Quisemos ser rigorosos nos detalhes históricos, mas não quisemos que fosse um filme histórico clássico. O guarda-roupa, por exemplo, foi influenciado por detalhes de moda dos dias de hoje. Mesmo os filmes clássicos que tentam replicar o que aconteceu em determinada altura não conseguem ser rigorosos. Ninguém estava lá nessa altura. E a partir do momento em que se percebe isso há uma certa liberdade para seres diferente, por isso tentámos investigar detalhes e imagens que não são muito comuns. Na maior parte destes filmes sobre o início do século XIX na Alemanha vês cores como o preto, o branco, o castanho e o cinzento. E pensámos: porque não fazer o contrário, com cores? E o material está lá. Os tapetes, as cores, é tudo de 1800, por isso é tudo uma questão de liberdade de escolha.
Como é que têm sido as reações ao filme?
Na Alemanha as pessoas já conheciam a história porque o Kleich é muito conhecido. Estive a seguir as estreias em várias cidades por todo o mundo [a seguir a Lisboa estará na Coreia] e as reacções têm sido diferentes. Riem-se por causa da obsessão de Kleich pelo suicídio. Em geral gostam do humor, já que o filme não está escrito de uma maneira trágica.
Sim, é uma espécie de piada. Mas algumas pessoas ficaram chocadas com a ideia de que a Henriette ainda queria dizer alguma coisa [antes de Kleich a matar]. O que acho interessante é que as pessoas têm sempre muitas interpretações. Já tinha experimentado isso também com outros filmes meus, todos eles têm alguma ambiguidade e por isso há espectadores muito certos de uma coisa e outros que dizem o contrário.
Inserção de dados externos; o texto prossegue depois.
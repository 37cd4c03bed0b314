//! Online/offline announcements. Fire-and-forget: nothing is acknowledged.

use std::sync::Arc;

use super::events::ServerEvent;
use super::fanout::{fan_out, FanoutReport};
use super::registry::SessionRegistry;
use crate::models::user::Identity;

pub struct PresenceBroadcaster {
    registry: Arc<SessionRegistry>,
}

impl PresenceBroadcaster {
    pub fn new(registry: Arc<SessionRegistry>) -> Self {
        Self { registry }
    }

    /// Tell every other live session that `identity` came online.
    pub fn announce_online(&self, identity: &Identity) -> FanoutReport {
        self.announce(identity, ServerEvent::presence_online(identity))
    }

    /// Tell every other live session that `identity` went offline.
    pub fn announce_offline(&self, identity: &Identity) -> FanoutReport {
        self.announce(identity, ServerEvent::presence_offline(identity))
    }

    fn announce(&self, identity: &Identity, event: ServerEvent) -> FanoutReport {
        let others = self.registry.others(&identity.id);
        let report = fan_out(others.iter().map(|s| &s.handle), &event);
        tracing::debug!(
            user_id = %identity.id,
            event = event.name(),
            delivered = report.delivered,
            "presence announced"
        );
        report
    }
}

#[cfg(test)]
mod tests {
    use super::*;
    use crate::gateway::session::{ConnectionHandle, Session};

    #[test]
    fn announces_to_everyone_but_the_subject() {
        let registry = Arc::new(SessionRegistry::new());
        let (alice_handle, mut alice_rx) = ConnectionHandle::open();
        let (bob_handle, mut bob_rx) = ConnectionHandle::open();
        let alice = Identity::new("usr_a", "alice");
        registry.admit(Session::new(alice.clone(), alice_handle));
        registry.admit(Session::new(Identity::new("usr_b", "bob"), bob_handle));

        let presence = PresenceBroadcaster::new(registry);
        let report = presence.announce_online(&alice);

        assert_eq!(report.delivered, 1);
        assert_eq!(bob_rx.try_recv().unwrap(), ServerEvent::presence_online(&alice));
        assert!(alice_rx.try_recv().is_err());

        presence.announce_offline(&alice);
        assert_eq!(bob_rx.try_recv().unwrap(), ServerEvent::presence_offline(&alice));
    }

    #[test]
    fn announcing_with_nobody_online_is_a_no_op() {
        let presence = PresenceBroadcaster::new(Arc::new(SessionRegistry::new()));
        let report = presence.announce_offline(&Identity::new("usr_a", "alice"));
        assert_eq!(report, FanoutReport::default());
    }
}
Digo que estão todos certos. O filme está aberto a várias interpretações e era isso que queria. É essa a razão principal para fazer filmes, para dar a conhecer esta abertura numa altura em que tentamos sempre arranjar títulos ou categorias para as coisas. Elas podem ser muito contraditórias.
Algumas pessoas acham que Kleist era doente mental. Qual é a sua interpretação?
Consigo percebê-lo muito bem. Acho que ele, de alguma forma, é louco. Mas todos nós o somos de alguma maneira. Uns escondem-no melhor que ele. Ele diz o que quer e isso é muito estranho. Mas, sinceramente, acho que se disséssemos o que realmente desejamos os resultados seriam incríveis. Todos nós seríamos loucos. Nós só nos adaptamos melhor ao que é esperado. Ele é um homem teimoso que não tem nenhuma incapacidade, por isso até o percebo e gosto dele.
Ela é o oposto. É tão inconsciente de si própria e do que ela quer que se torna o oposto. Ela é levada a fazer alguma coisa [neste caso ao suicídio] mas ainda assim não é uma vítima.
Não estive cá durante o festival, mas fico feliz quando os filmes que faço têm algum sucesso, até porque sou uma pessoa muito autocrítica e por isso é bom para mim.